Sunday, April 6, 2008

We need more religious thoughts in our world

RELIGION TODAY - APRIL 5 2008
Time magazine along with CNN ran a news piece on at the end of March which might shock some people. Islam is now a larger group than the Roman Catholic Church. As of last count, Catholics accounted for a stable 17.4 per cent of the world population while Muslims were growing but have now reached 19.2 per cent. For the record, if you include every branch of the family; Christianity accounts for 33 per cent.

Still, back at the end of the 19th Century the next one was dubbed "The Christian Century" in hopes that the entire world would somehow convert.

Or at least there would be recognition that Christianity was the dominant player on the stage. At best, at the beginning of the 21st, it is looking like a minority government sort of position.

Andrew Coyne, the editor for MacLean's magazine wrote last month that pointed out that Stephen Harper's minority government had brought politics back into parliament. Think of it, by being in a minority they are forced to argue every issue -- not only that, but for a bill to be passed it must be good enough to attract support from even the opponents.

And this is how it should be; because it brings out the best, and it forces us to try and decide issues based on how they would benefit everyone; not just in a partisan sort of way. When the disciples started out to take their message on the road they did so facing steep opposition -- much of it religious. Romans, Greeks, Jews, Arabs -- they all had their own religious positions; and religion and politics was pretty much the same thing. Christianity believed that it had a message, a way of life that would improve the lot of everyone -- so they became evangelists in other cultures.

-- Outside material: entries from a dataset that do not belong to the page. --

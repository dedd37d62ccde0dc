use crate::geom::CubicBezierSegment;
use crate::math::Point;

/// Represents an event or edge of path.
#[derive(Copy, Clone, Debug, PartialEq, Eq, Hash)]
#[cfg_attr(feature = "serialization", derive(Serialize, Deserialize))]
pub enum Event<Endpoint, ControlPoint> {
    Begin {
        at: Endpoint,
    },
    Line {
        from: Endpoint,
        to: Endpoint,
    },
    Cubic {
        from: Endpoint,
        ctrl1: ControlPoint,
        ctrl2: ControlPoint,
        to: Endpoint,
    },
    End {
        last: Endpoint,
        first: Endpoint,
        close: bool,
    },
}

/// A path event representing endpoints and control points as positions.
pub type PathEvent = Event<Point, Point>;

impl<Ep, Cp> Event<Ep, Cp> {
    pub fn is_edge(&self) -> bool {
        match self {
            &Event::Line { .. } | &Event::Cubic { .. } | &Event::End { close: true, .. } => true,
            _ => false,
        }
    }

    pub fn from(&self) -> Ep
    where
        Ep: Clone,
    {
        match &self {
            &Event::Line { from, .. }
            | &Event::Cubic { from, .. }
            | &Event::Begin { at: from }
            | &Event::End { last: from, .. } => from.clone(),
        }
    }

    pub fn to(&self) -> Ep
    where
        Ep: Clone,
    {
        match &self {
            &Event::Line { to, .. }
            | &Event::Cubic { to, .. }
            | &Event::Begin { at: to }
            | &Event::End { first: to, .. } => to.clone(),
        }
    }
}

impl PathEvent {
    /// The curve described by a `Cubic` event.
    pub fn cubic_segment(&self) -> Option<CubicBezierSegment<f32>> {
        match *self {
            Event::Cubic {
                from,
                ctrl1,
                ctrl2,
                to,
            } => Some(CubicBezierSegment {
                from,
                ctrl1,
                ctrl2,
                to,
            }),
            _ => None,
        }
    }
}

We too face steep opposition, but we are confused as to who that is. Religion -- whether you are talking about major world religions, Buddhism, Islam, Judaism, Christianity and the like; or local branches of Catholics, Baptists, Wesleyans, United, Mosques and Synagogues should not face opposition from each other.

Our opponents are secular humanism, greed, commercialism and the like. If Jesus sent out disciples now, they would not go out to convert people who are already religious -- whatever their religion... they would go out to convert those who no longer feel the presence of God in their lives; no longer feel any connection to the divine -- and are therefore trapped within a society that does not give them life. After all, if it is just about making money, life probably gets a little lonely and meaningless once you have enough doesn't it?

Jesus also said, and we forget this some of the time, that whoever is not against us is for us. In other words, if you value the things that God values; which are creativity, love, harmony, and all of creation... and if you actively try and keep in touch with the sacred through prayer, meditation, community or social action... then you are a part of the solution, not the problem.

Karen Armstrong, a religious scholar from England suggests that the different religions have more in common than we previously imagined. Consider that humans have been around for a long time; in 2004 National Geographic found bones from a human dating back 13 million years. Yet in all those years there was an amazingly brief period of history, from about 900BC to 100AD when all of the major religions of the world came into existence.

Each of these traditions also developed its own Golden Rule: "Do unto others as you would have them do unto you" and moved from believing in many gods to one God, seen as some form of energy, either personal or as cosmic energy which interacts and gives direction.

No -- the fact that Christianity did not grow at the exponential rate everybody once hoped for does not worry me, rather, the fact that people are becoming less and less religious is the real problem. When stripped of rhetoric, religion makes the simple claim that we are all valuable. We need more of that in our world.